Como atua a aceleradora Vale do Dendê?
“É uma aceleradora e também um hub de inovação. A gente tem três unidades físicas, uma no Pelourinho, uma na Estação da Lapa, e uma em Cabo Verde, na África. Basicamente, a gente acelera empreendedores, na sua maioria empreendedores da periferia, mulheres afrodescendentes, que querem crescer economicamente, querem se conectar, querem expor seus produtos ou serviços. Então, a gente ajuda eles nessa jornada empreendedora, que é difícil. Já é difícil ser empreendedor de qualquer forma no Brasil, por conta da burocracia, carga tributária, dificuldade de acessar crédito. Se você é uma mulher negra da periferia, essa dificuldade é potencializada muitas vezes. Então, o que a gente tenta fazer é quebrar esse ciclo de barreiras e possibilitar que elas possam acessar pequenos investimentos, acessar mentorias, conseguir conectar com investidores e, sobretudo, acreditarem que podem sonhar mais alto”.
Por fim, que mensagem você gostaria de deixar neste Novembro Negro?
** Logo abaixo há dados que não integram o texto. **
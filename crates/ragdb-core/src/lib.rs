//! ragdb-core
//!
//! Shared types, the error taxonomy, the embedding collaborator trait,
//! configuration loading and text preparation for the ragdb engines.

pub mod config;
pub mod data_processor;
pub mod error;
pub mod traits;
pub mod types;

pub use error::{Error, Result};
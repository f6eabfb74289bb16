//! Domain types shared by the lexical, vector and hybrid engines.

use serde::{Deserialize, Serialize};

/// Dense, 0-based position of a chunk in the document store. Assigned at
/// append time and never reused.
pub type ChunkId = usize;

/// Indicates which engine produced a ranking.
#[derive(Debug, Clone, Copy, Serialize, Deserialize, PartialEq, Eq)]
pub enum SourceKind {
    Vector,
    Text,
}

/// A fused result returned by hybrid search.
///
/// `score` is the weighted reciprocal-rank score; higher is better. The
/// 1-based rank the document held in each input ranking is kept for display.
#[derive(Debug, Clone, Serialize, Deserialize, PartialEq)]
pub struct SearchHit {
    pub text: String,
    pub score: f64,
    pub vector_rank: Option<usize>,
    pub text_rank: Option<usize>,
}

impl SearchHit {
    pub fn sources(&self) -> Vec<SourceKind> {
        let mut out = Vec::with_capacity(2);
        if self.vector_rank.is_some() { out.push(SourceKind::Vector); }
        if self.text_rank.is_some() { out.push(SourceKind::Text); }
        out
    }
}
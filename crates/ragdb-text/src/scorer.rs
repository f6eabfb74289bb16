use std::cmp::Ordering;
use std::collections::HashSet;

use tantivy::collector::TopDocs;
use tantivy::query::{BooleanQuery, Occur, Query, TermQuery};
use tantivy::schema::{Field, IndexRecordOption, Value};
use tantivy::{doc, Index, IndexReader, IndexWriter, ReloadPolicy, TantivyDocument, Term};

use ragdb_core::error::{Error, Result};

use crate::tantivy_utils::{build_schema, register_tokenizer, ORDINAL_FIELD, TERMS_FIELD, TEXT_FIELD};
use crate::tokenize::tokenize;

const WRITER_MEMORY_BYTES: usize = 50_000_000;

/// One entry of a lexical ranking.
#[derive(Debug, Clone, PartialEq)]
pub struct LexicalHit {
    pub text: String,
    pub score: f32,
}

/// Keyword relevance model over the indexed chunks.
///
/// `add` only stages a training example. The model that `rank` answers from
/// changes when `train` is called, so callers must train after every batch
/// of additions; until then `rank` reflects the previous model and
/// [`LexicalScorer::is_stale`] reports `true`.
pub struct LexicalScorer {
    writer: IndexWriter<TantivyDocument>,
    reader: IndexReader,
    terms_field: Field,
    text_field: Field,
    ordinal_field: Field,
    added: u64,
    trained: u64,
}

fn lexical_err(e: tantivy::TantivyError) -> Error { Error::Lexical(e.to_string()) }

impl LexicalScorer {
    pub fn new() -> Result<Self> {
        let schema = build_schema();
        let index = Index::create_in_ram(schema.clone());
        register_tokenizer(&index);
        let writer = index.writer_with_num_threads(1, WRITER_MEMORY_BYTES).map_err(lexical_err)?;
        let reader = index
            .reader_builder()
            .reload_policy(ReloadPolicy::Manual)
            .try_into()
            .map_err(lexical_err)?;
        let terms_field = schema.get_field(TERMS_FIELD).map_err(lexical_err)?;
        let text_field = schema.get_field(TEXT_FIELD).map_err(lexical_err)?;
        let ordinal_field = schema.get_field(ORDINAL_FIELD).map_err(lexical_err)?;
        Ok(Self { writer, reader, terms_field, text_field, ordinal_field, added: 0, trained: 0 })
    }

    /// Stage `text` as a training example. Not visible to `rank` until `train`.
    pub fn add(&mut self, text: &str) -> Result<()> {
        let terms = tokenize(text);
        let document = doc!(
            self.terms_field => terms.join(" "),
            self.text_field => text.to_string(),
            self.ordinal_field => self.added,
        );
        self.writer.add_document(document).map_err(lexical_err)?;
        self.added += 1;
        Ok(())
    }

    /// Fold every staged example into the model.
    pub fn train(&mut self) -> Result<()> {
        if !self.is_stale() { return Ok(()); }
        self.writer.commit().map_err(lexical_err)?;
        self.reader.reload().map_err(lexical_err)?;
        tracing::debug!(examples = self.added, staged = self.added - self.trained, "lexical model trained");
        self.trained = self.added;
        Ok(())
    }

    /// True when examples were added since the last `train`.
    pub fn is_stale(&self) -> bool { self.added != self.trained }

    /// Number of examples the current model was trained on.
    pub fn trained_len(&self) -> usize { self.trained as usize }

    /// Rank trained documents by BM25 relevance to `query`.
    ///
    /// Sorted by descending score; equal scores keep insertion order. A query
    /// with no terms yields an empty ranking.
    pub fn rank(&self, query: &str) -> Result<Vec<LexicalHit>> {
        let mut seen = HashSet::new();
        let clauses: Vec<(Occur, Box<dyn Query>)> = tokenize(query)
            .into_iter()
            .filter(|t| seen.insert(t.clone()))
            .map(|t| {
                let term = Term::from_field_text(self.terms_field, &t);
                (Occur::Should, Box::new(TermQuery::new(term, IndexRecordOption::WithFreqs)) as Box<dyn Query>)
            })
            .collect();
        if clauses.is_empty() { return Ok(vec![]); }

        let searcher = self.reader.searcher();
        let num_docs = searcher.num_docs() as usize;
        if num_docs == 0 { return Ok(vec![]); }

        let query = BooleanQuery::new(clauses);
        let top_docs = searcher.search(&query, &TopDocs::with_limit(num_docs)).map_err(lexical_err)?;
        let mut ranked = Vec::with_capacity(top_docs.len());
        for (score, addr) in top_docs {
            let document: TantivyDocument = searcher.doc(addr).map_err(lexical_err)?;
            let ordinal = document.get_first(self.ordinal_field).and_then(|v| v.as_u64()).unwrap_or(u64::MAX);
            let text = document.get_first(self.text_field).and_then(|v| v.as_str()).unwrap_or("").to_string();
            ranked.push((ordinal, LexicalHit { text, score }));
        }
        ranked.sort_by(|(oa, a), (ob, b)| b.score.partial_cmp(&a.score).unwrap_or(Ordering::Equal).then(oa.cmp(ob)));
        Ok(ranked.into_iter().map(|(_, hit)| hit).collect())
    }

    /// Number of documents in the current model's index.
    pub fn num_docs(&self) -> u64 { self.reader.searcher().num_docs() }
}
“Eu acho que o Novembro Negro é um mês de reflexão sobre a situação atual dos afrodescendentes no Brasil. É o momento de refletir sobre o legado de Zumbi dos Palmares, Dandara, das mulheres e homens líderes de todo o país que, historicamente, lutaram por dias melhores. E a minha perspectiva como uma pessoa que trabalha com futurismo, é pensar o que seriam os próximos 30, 50 anos. Então, espero que no Novembro Negro de 2044, a gente esteja olhando para um país muito mais inclusivo, diverso na economia, na tecnologia, e um país que se projeta para o mundo de maneira altiva e projetando a imagem de um Brasil multicultural. Afinal, o Brasil é um país multicultural e precisa mostrar essa cara para o mundo. E isso só vai acontecer quando nós investirmos nos segmentos que, historicamente, foram discriminados nas favelas, nos guetos. Acho que o Novembro Negro é um momento de pensar esse futuro também”.